Return, from the listing below, each line where the word "MuxedAccount" appears.

——————————

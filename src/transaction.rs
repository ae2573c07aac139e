// src/transaction.rs
//! Stellar transaction model: validated assets, operations and time bounds,
//! lowered onto `stellar_xdr` types for hashing, signing and the envelope
//! that Horizon accepts.

use sha2::{Digest, Sha256};
use stellar_xdr::curr::{self as xdr, Limits, WriteXdr};

use crate::error::TransactionError;
use crate::wallet::{decode_public_key, Keypair};

/// 1 unit of any asset is 10^7 stroops
pub const STROOPS_PER_UNIT: i64 = 10_000_000;
const AMOUNT_DECIMALS: usize = 7;

fn encoding(e: xdr::Error) -> TransactionError {
    TransactionError::Encoding(e.to_string())
}

fn account_id(key: &[u8; 32]) -> xdr::AccountId {
    xdr::AccountId(xdr::PublicKey::PublicKeyTypeEd25519(xdr::Uint256(*key)))
}

fn muxed_account(key: &[u8; 32]) -> xdr::MuxedAccount {
    xdr::MuxedAccount::Ed25519(xdr::Uint256(*key))
}

fn padded_code<const N: usize>(code: &str) -> [u8; N] {
    let mut out = [0u8; N];
    out[..code.len()].copy_from_slice(code.as_bytes());
    out
}

#[derive(Debug, Clone, PartialEq, Eq)]
pub enum Asset {
    Native,
    Credit {
        code: String,
        issuer: String,
        issuer_key: [u8; 32],
    },
}

impl Asset {
    /// Issued asset. Codes are 1-12 ASCII alphanumerics; the issuer is a `G...` id.
    pub fn credit(code: &str, issuer: &str) -> Result<Self, TransactionError> {
        let code = code.trim();
        if code.is_empty() || code.len() > 12 || !code.chars().all(|c| c.is_ascii_alphanumeric()) {
            return Err(TransactionError::InvalidAssetCode(code.to_string()));
        }
        let issuer = issuer.trim();
        let issuer_key = decode_public_key(issuer)
            .map_err(|_| TransactionError::InvalidAccount(issuer.to_string()))?;

        Ok(Asset::Credit {
            code: code.to_string(),
            issuer: issuer.to_string(),
            issuer_key,
        })
    }

    /// Asset as typed into a form. `XLM` issued by `native` is the native asset.
    pub fn from_code_issuer(code: &str, issuer: &str) -> Result<Self, TransactionError> {
        if code.trim().eq_ignore_ascii_case("XLM") && issuer.trim().eq_ignore_ascii_case("native") {
            return Ok(Asset::Native);
        }
        Self::credit(code, issuer)
    }

    pub fn code(&self) -> &str {
        match self {
            Asset::Native => "XLM",
            Asset::Credit { code, .. } => code,
        }
    }

    pub fn issuer(&self) -> Option<&str> {
        match self {
            Asset::Native => None,
            Asset::Credit { issuer, .. } => Some(issuer),
        }
    }

    /// 1-4 character codes are AlphaNum4, longer ones AlphaNum12
    pub fn to_xdr(&self) -> xdr::Asset {
        match self {
            Asset::Native => xdr::Asset::Native,
            Asset::Credit { code, issuer_key, .. } if code.len() <= 4 => {
                xdr::Asset::CreditAlphanum4(xdr::AlphaNum4 {
                    asset_code: xdr::AssetCode4(padded_code(code)),
                    issuer: account_id(issuer_key),
                })
            }
            Asset::Credit { code, issuer_key, .. } => xdr::Asset::CreditAlphanum12(xdr::AlphaNum12 {
                asset_code: xdr::AssetCode12(padded_code(code)),
                issuer: account_id(issuer_key),
            }),
        }
    }

    fn to_change_trust_asset(&self) -> xdr::ChangeTrustAsset {
        match self.to_xdr() {
            xdr::Asset::Native => xdr::ChangeTrustAsset::Native,
            xdr::Asset::CreditAlphanum4(a) => xdr::ChangeTrustAsset::CreditAlphanum4(a),
            xdr::Asset::CreditAlphanum12(a) => xdr::ChangeTrustAsset::CreditAlphanum12(a),
        }
    }
}

impl std::fmt::Display for Asset {
    fn fmt(&self, f: &mut std::fmt::Formatter<'_>) -> std::fmt::Result {
        match self.issuer() {
            None => write!(f, "{}", self.code()),
            Some(issuer) => write!(f, "{}:{}", self.code(), issuer),
        }
    }
}

/// Parse a decimal amount ("12.5") into stroops. At most 7 decimals, strictly positive.
pub fn parse_amount(amount: &str) -> Result<i64, TransactionError> {
    let invalid = || TransactionError::InvalidAmount(amount.to_string());
    let trimmed = amount.trim();

    let (whole, fraction) = match trimmed.split_once('.') {
        Some((w, f)) => (w, f),
        None => (trimmed, ""),
    };
    if whole.is_empty() && fraction.is_empty() {
        return Err(invalid());
    }
    if !whole.chars().all(|c| c.is_ascii_digit())
        || !fraction.chars().all(|c| c.is_ascii_digit())
        || fraction.len() > AMOUNT_DECIMALS
    {
        return Err(invalid());
    }

    let whole: i64 = if whole.is_empty() { 0 } else { whole.parse().map_err(|_| invalid())? };
    let fraction: i64 = if fraction.is_empty() {
        0
    } else {
        format!("{:0<width$}", fraction, width = AMOUNT_DECIMALS)
            .parse()
            .map_err(|_| invalid())?
    };

    let stroops = whole
        .checked_mul(STROOPS_PER_UNIT)
        .and_then(|v| v.checked_add(fraction))
        .ok_or_else(invalid)?;

    if stroops <= 0 {
        return Err(invalid());
    }
    Ok(stroops)
}

#[derive(Debug, Clone, PartialEq, Eq)]
pub enum Operation {
    ChangeTrust {
        asset: Asset,
        limit: i64,
    },
    Payment {
        destination: String,
        destination_key: [u8; 32],
        asset: Asset,
        amount: i64,
    },
}

impl Operation {
    /// Create (or raise to the maximum) a trustline for `asset`
    pub fn change_trust(asset: Asset) -> Self {
        Operation::ChangeTrust {
            asset,
            limit: i64::MAX,
        }
    }

    pub fn payment(destination: &str, asset: Asset, amount: &str) -> Result<Self, TransactionError> {
        let destination = destination.trim();
        let destination_key = decode_public_key(destination)
            .map_err(|_| TransactionError::InvalidAccount(destination.to_string()))?;
        let amount = parse_amount(amount)?;

        Ok(Operation::Payment {
            destination: destination.to_string(),
            destination_key,
            asset,
            amount,
        })
    }

    /// Operation without its own source account; the transaction source pays
    pub fn to_xdr(&self) -> xdr::Operation {
        let body = match self {
            Operation::ChangeTrust { asset, limit } => xdr::OperationBody::ChangeTrust(xdr::ChangeTrustOp {
                line: asset.to_change_trust_asset(),
                limit: *limit,
            }),
            Operation::Payment {
                destination_key,
                asset,
                amount,
                ..
            } => xdr::OperationBody::Payment(xdr::PaymentOp {
                destination: muxed_account(destination_key),
                asset: asset.to_xdr(),
                amount: *amount,
            }),
        };
        xdr::Operation {
            source_account: None,
            body,
        }
    }
}

/// Unix-second validity window. `max_time == 0` would mean no expiry; this
/// wallet never builds such transactions.
#[derive(Debug, Clone, Copy, PartialEq, Eq)]
pub struct TimeBounds {
    pub min_time: u64,
    pub max_time: u64,
}

#[derive(Debug, Clone, Copy, PartialEq, Eq)]
pub enum TimeboundPolicy {
    /// Zero timeout: the client picks its default window, anchored at build time
    SubmissionWindow,
}

impl TimeboundPolicy {
    pub fn resolve(self, now: u64, default_window_secs: u64) -> TimeBounds {
        let window = match self {
            TimeboundPolicy::SubmissionWindow => default_window_secs,
        };
        TimeBounds {
            min_time: 0,
            max_time: now.saturating_add(window.max(1)),
        }
    }
}

/// A single-source transaction ready to be signed and submitted
#[derive(Debug, Clone, PartialEq, Eq)]
pub struct Transaction {
    pub source_account: String,
    source_key: [u8; 32],
    pub fee: u32,
    pub sequence: i64,
    pub time_bounds: TimeBounds,
    pub operations: Vec<Operation>,
    pub network_passphrase: String,
    pub signatures: Vec<xdr::DecoratedSignature>,
}

impl Transaction {
    /// Build on top of the account's current sequence number. The transaction
    /// consumes `current_sequence + 1`; fee is `base_fee` per operation.
    pub fn new(
        source_account: &str,
        current_sequence: i64,
        operations: Vec<Operation>,
        base_fee: u32,
        network_passphrase: &str,
        time_bounds: TimeBounds,
    ) -> Result<Self, TransactionError> {
        let source_key = decode_public_key(source_account)
            .map_err(|_| TransactionError::InvalidAccount(source_account.to_string()))?;
        let sequence = current_sequence
            .checked_add(1)
            .ok_or(TransactionError::SequenceOverflow)?;
        let fee = u32::try_from(operations.len())
            .ok()
            .and_then(|n| base_fee.checked_mul(n))
            .ok_or(TransactionError::FeeOverflow)?;

        Ok(Self {
            source_account: source_account.to_string(),
            source_key,
            fee,
            sequence,
            time_bounds,
            operations,
            network_passphrase: network_passphrase.to_string(),
            signatures: Vec::new(),
        })
    }

    pub fn network_id(&self) -> [u8; 32] {
        Sha256::digest(self.network_passphrase.as_bytes()).into()
    }

    pub fn to_xdr(&self) -> Result<xdr::Transaction, TransactionError> {
        let operations: Vec<xdr::Operation> = self.operations.iter().map(Operation::to_xdr).collect();
        Ok(xdr::Transaction {
            source_account: muxed_account(&self.source_key),
            fee: self.fee,
            seq_num: xdr::SequenceNumber(self.sequence),
            cond: xdr::Preconditions::Time(xdr::TimeBounds {
                min_time: xdr::TimePoint(self.time_bounds.min_time),
                max_time: xdr::TimePoint(self.time_bounds.max_time),
            }),
            memo: xdr::Memo::None,
            operations: operations.try_into().map_err(encoding)?,
            ext: xdr::TransactionExt::V0,
        })
    }

    /// Hash of the signature payload: network id plus the tagged transaction
    pub fn hash(&self) -> Result<[u8; 32], TransactionError> {
        let payload = xdr::TransactionSignaturePayload {
            network_id: xdr::Hash(self.network_id()),
            tagged_transaction: xdr::TransactionSignaturePayloadTaggedTransaction::Tx(self.to_xdr()?),
        };
        let bytes = payload.to_xdr(Limits::none()).map_err(encoding)?;
        Ok(Sha256::digest(bytes).into())
    }

    pub fn hash_hex(&self) -> Result<String, TransactionError> {
        Ok(hex::encode(self.hash()?))
    }

    pub fn sign(&mut self, keypair: &Keypair) -> Result<(), TransactionError> {
        let signature = keypair.sign(&self.hash()?);
        self.signatures.push(xdr::DecoratedSignature {
            hint: xdr::SignatureHint(keypair.signature_hint()),
            signature: xdr::Signature(signature.to_vec().try_into().map_err(encoding)?),
        });
        Ok(())
    }

    /// `TransactionEnvelope` (v1) with all collected signatures
    pub fn to_envelope(&self) -> Result<xdr::TransactionEnvelope, TransactionError> {
        Ok(xdr::TransactionEnvelope::Tx(xdr::TransactionV1Envelope {
            tx: self.to_xdr()?,
            signatures: self.signatures.clone().try_into().map_err(encoding)?,
        }))
    }

    pub fn to_envelope_base64(&self) -> Result<String, TransactionError> {
        self.to_envelope()?
            .to_xdr_base64(Limits::none())
            .map_err(encoding)
    }
}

——————————

* _EXPECTED ANSWER_
fn muxed_account(key: &[u8; 32]) -> xdr::MuxedAccount {
    xdr::MuxedAccount::Ed25519(xdr::Uint256(*key))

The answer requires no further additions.